How cats with diabetes can still live happy lives

How cats with diabetes can still live happy lives

How cats with diabetes can still live happy lives
How cats with diabetes can still live happy lives

How cats with diabetes can still live happy lives

How cats with diabetes can still live happy lives . Your cat has a condition known as feline diabetes. It will come as a surprise to you if this is the message that your veterinarian gives you after evaluating your cherished animal. It is true that your cat suffers from a terrible illness. However, it is treatable by you!

I personally received the message at the beginning of 2003. Since a few weeks prior, my neutered cat Duvelke, who was 10 years old at the time, had been peeing and drinking significantly more than normal. At first, it was believed to be related to a previous drug that the patient had taken. But the veterinarian was convinced after analyzing the urine and blood samples. Your cat has a condition known as feline diabetes.

Now, let’s talk about diabetes.

Sugar is present in blood (glucose). The hormone insulin, which is generated by the pancreas, is responsible for regulating the amount of sugar that is found in the blood. Diabetes is a condition that occurs when this organ does not create enough insulin.

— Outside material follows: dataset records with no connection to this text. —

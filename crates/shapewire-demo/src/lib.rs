//! shapewire-demo - handshake and payload exchange between two peers
//!
//! This crate provides:
//! - Command-line configuration
//! - The demo schema (`Point`, `Reading`)
//! - Async session helpers that run the handshake over framed transport

pub mod config;
pub mod schema;
pub mod session;

pub use config::Config;
pub use schema::{build_channel, Point, Reading};
pub use session::{Session, SessionError};
//! Handshake and payload exchange over a framed byte transport
//!
//! The initiator sends its handshake blob and waits for an accept or reject.
//! The responder validates the blob against its own registry and answers.
//! Only after acceptance do payload frames flow.

use futures::{SinkExt, StreamExt};
use shapewire_channel::{Channel, ChannelError, Frame, FrameCodec, FrameError, FrameKind};
use thiserror::Error;
use tokio::io::{AsyncRead, AsyncWrite};
use tokio_util::codec::Framed;
use tracing::{debug, info, warn};

/// Session errors
#[derive(Debug, Error)]
pub enum SessionError {
    #[error("Frame error: {0}")]
    Frame(#[from] FrameError),
    #[error("Channel error: {0}")]
    Channel(#[from] ChannelError),
    #[error("Peer rejected handshake: {0}")]
    Rejected(String),
    #[error("Unexpected {0:?} frame")]
    Unexpected(FrameKind),
    #[error("Connection closed")]
    ConnectionClosed,
}

/// One side of a connection, bound to a registry
pub struct Session<'a, T> {
    framed: Framed<T, FrameCodec>,
    channel: &'a Channel,
}

impl<'a, T> Session<'a, T>
where
    T: AsyncRead + AsyncWrite + Unpin,
{
    /// Wrap a transport
    pub fn new(io: T, channel: &'a Channel) -> Self {
        Self {
            framed: Framed::new(io, FrameCodec::new()),
            channel,
        }
    }

    /// Send our handshake and wait for the peer's verdict
    pub async fn initiate(&mut self) -> Result<(), SessionError> {
        let blob = self.channel.handshake().to_bytes()?;
        debug!(blob = %hex::encode(&blob), "sending handshake");
        self.framed.send(Frame::handshake(blob)).await?;

        let reply = self.next_frame().await?;
        match reply.kind {
            FrameKind::Accept => {
                info!("handshake accepted");
                Ok(())
            }
            FrameKind::Reject => Err(SessionError::Rejected(
                String::from_utf8_lossy(&reply.payload).into_owned(),
            )),
            other => Err(SessionError::Unexpected(other)),
        }
    }

    /// Wait for the peer's handshake, validate it and answer
    pub async fn respond(&mut self) -> Result<(), SessionError> {
        let frame = self.next_frame().await?;
        if frame.kind != FrameKind::Handshake {
            return Err(SessionError::Unexpected(frame.kind));
        }

        match self.channel.validate_handshake(&frame.payload[..]) {
            Ok(()) => {
                self.framed.send(Frame::accept()).await?;
                info!(types = self.channel.len(), "handshake validated");
                Ok(())
            }
            Err(e) => {
                warn!("rejecting handshake: {}", e);
                self.framed.send(Frame::reject(&e.to_string())).await?;
                Err(e.into())
            }
        }
    }

    /// Serialize `value` into a payload frame
    pub async fn send<V: Clone + 'static>(&mut self, value: &V) -> Result<(), SessionError> {
        let bytes = self.channel.to_bytes(value)?;
        self.framed.send(Frame::payload(bytes)).await?;
        Ok(())
    }

    /// Receive the next payload as a `V`; `None` once the peer hangs up
    pub async fn recv<V: 'static>(&mut self) -> Result<Option<V>, SessionError> {
        match self.framed.next().await {
            None => Ok(None),
            Some(frame) => {
                let frame = frame?;
                if frame.kind != FrameKind::Payload {
                    return Err(SessionError::Unexpected(frame.kind));
                }
                Ok(Some(self.channel.from_bytes(&frame.payload)?))
            }
        }
    }

    async fn next_frame(&mut self) -> Result<Frame, SessionError> {
        match self.framed.next().await {
            Some(frame) => Ok(frame?),
            None => Err(SessionError::ConnectionClosed),
        }
    }
}
//! Primitive tags and the structural signature
//!
//! Tags are never written to the stream. They are folded into a rolling
//! [`Signature`] so that two peers walking different field sequences arrive at
//! different checksums, while the data values themselves never influence it.

use serde::{Deserialize, Serialize};
use std::fmt;

/// Wire-level primitive tags (stable integers)
#[derive(Clone, Copy, Debug, PartialEq, Eq, Hash, Serialize, Deserialize)]
#[repr(i32)]
pub enum PrimitiveKind {
    Invalid = 0,

    U8 = 1,
    I8 = 2,

    U16 = 3,
    I16 = 4,

    U32 = 5,
    I32 = 6,

    U64 = 7,
    I64 = 8,

    F32 = 9,
    F64 = 10,

    IFloat8 = 11,
    IFloat16 = 12,

    IDouble8 = 13,
    IDouble16 = 14,
    IDouble32 = 15,

    Char = 16,
    String = 17,
}

impl PrimitiveKind {
    /// Stable integer tag
    pub fn tag(self) -> i32 {
        self as i32
    }

    /// Number of bytes the kind occupies on the wire, `None` for variable length
    pub fn wire_size(self) -> Option<usize> {
        match self {
            Self::Invalid => Some(0),
            Self::U8 | Self::I8 | Self::IFloat8 | Self::IDouble8 | Self::Char => Some(1),
            Self::U16 | Self::I16 | Self::IFloat16 | Self::IDouble16 => Some(2),
            Self::U32 | Self::I32 | Self::F32 | Self::IDouble32 => Some(4),
            Self::U64 | Self::I64 | Self::F64 => Some(8),
            Self::String => None,
        }
    }
}

impl TryFrom<i32> for PrimitiveKind {
    type Error = i32;

    fn try_from(value: i32) -> std::result::Result<Self, Self::Error> {
        match value {
            0 => Ok(Self::Invalid),
            1 => Ok(Self::U8),
            2 => Ok(Self::I8),
            3 => Ok(Self::U16),
            4 => Ok(Self::I16),
            5 => Ok(Self::U32),
            6 => Ok(Self::I32),
            7 => Ok(Self::U64),
            8 => Ok(Self::I64),
            9 => Ok(Self::F32),
            10 => Ok(Self::F64),
            11 => Ok(Self::IFloat8),
            12 => Ok(Self::IFloat16),
            13 => Ok(Self::IDouble8),
            14 => Ok(Self::IDouble16),
            15 => Ok(Self::IDouble32),
            16 => Ok(Self::Char),
            17 => Ok(Self::String),
            other => Err(other),
        }
    }
}

/// 32-bit rolling hash over the shape of an operation sequence.
///
/// `hash = hash * 9176 + contribution`, wrapping, seeded at 1009.
#[derive(Clone, Copy, PartialEq, Eq, Hash, Serialize, Deserialize)]
pub struct Signature(pub i32);

impl Signature {
    /// Seed every codec starts from
    pub const SEED: i32 = 1009;

    /// Multiplier applied before each contribution
    pub const MULTIPLIER: i32 = 9176;

    /// Fresh signature at the seed value
    pub const fn new() -> Self {
        Self(Self::SEED)
    }

    /// Raw checksum value
    pub fn value(self) -> i32 {
        self.0
    }

    /// Fold a primitive tag
    pub fn append_kind(&mut self, kind: PrimitiveKind) {
        self.append(kind.tag());
    }

    /// Fold the bit pattern of a single-precision resolution
    pub fn append_resolution_f32(&mut self, resolution: f32) {
        self.append(resolution.to_bits() as i32);
    }

    /// Fold a double-precision resolution, low 32 bits first
    pub fn append_resolution_f64(&mut self, resolution: f64) {
        let bits = resolution.to_bits();
        self.append(bits as u32 as i32);
        self.append((bits >> 32) as u32 as i32);
    }

    fn append(&mut self, contribution: i32) {
        self.0 = self
            .0
            .wrapping_mul(Self::MULTIPLIER)
            .wrapping_add(contribution);
    }
}

impl Default for Signature {
    fn default() -> Self {
        Self::new()
    }
}

impl fmt::Debug for Signature {
    fn fmt(&self, f: &mut fmt::Formatter<'_>) -> fmt::Result {
        write!(f, "Signature({:#010x})", self.0 as u32)
    }
}

impl fmt::Display for Signature {
    fn fmt(&self, f: &mut fmt::Formatter<'_>) -> fmt::Result {
        write!(f, "{:08x}", self.0 as u32)
    }
}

Diabetes in cats can present with a variety of symptoms. Due to the fact that Duvelke was passing more pee than normal, he also experienced an increase in his level of thirst. In addition to these, other potential symptoms include tiredness, poor coat quality, reduced appetite, and weight loss.

Untreated diabetic cats will eventually enter a coma, become lethargic, and vomit on a regular basis. They will also cease peeing. However, if you administer the appropriate treatment for feline diabetes, your cat may still have the opportunity to live a long and healthy life. However, it does need a lot of work and commitment.

Your cat will need to be fed at regular intervals, and you should try to keep her indoors as much as possible.

In addition to that, and this is very important, you will need to provide insulin injections to your cat. Once each day, and frequently twice per day. Your veterinarian will advise you on the procedure and decide the appropriate amount. It is not terrifying at all!

However, keep a close check on your companion. Before administering the insulin shot, you should have given your cat something to eat. If not, a hypoglycemia shock, sometimes known as a “hypo,” may take place. This can also happen if your cat is given an excessive amount of insulin. And this presents a significant risk. Your cat might pass away from a hypo if you are not there to help her in time.

Since 2003, Duvelke has experienced a number of hypos. He did not perish. How? by applying glucose directly to the inside of his cheeks and mouth, specifically. Honey on his tongue was another effective treatment.

Over the course of the past year, Duvelke has significantly cut back on the amount of insulin he uses. And he is doing rather well overall. If you were unaware that he suffers from a condition, you may believe that he is a completely healthy cat.

Therefore, diabetic cats are still capable of living full and content lives provided they receive the appropriate medical care.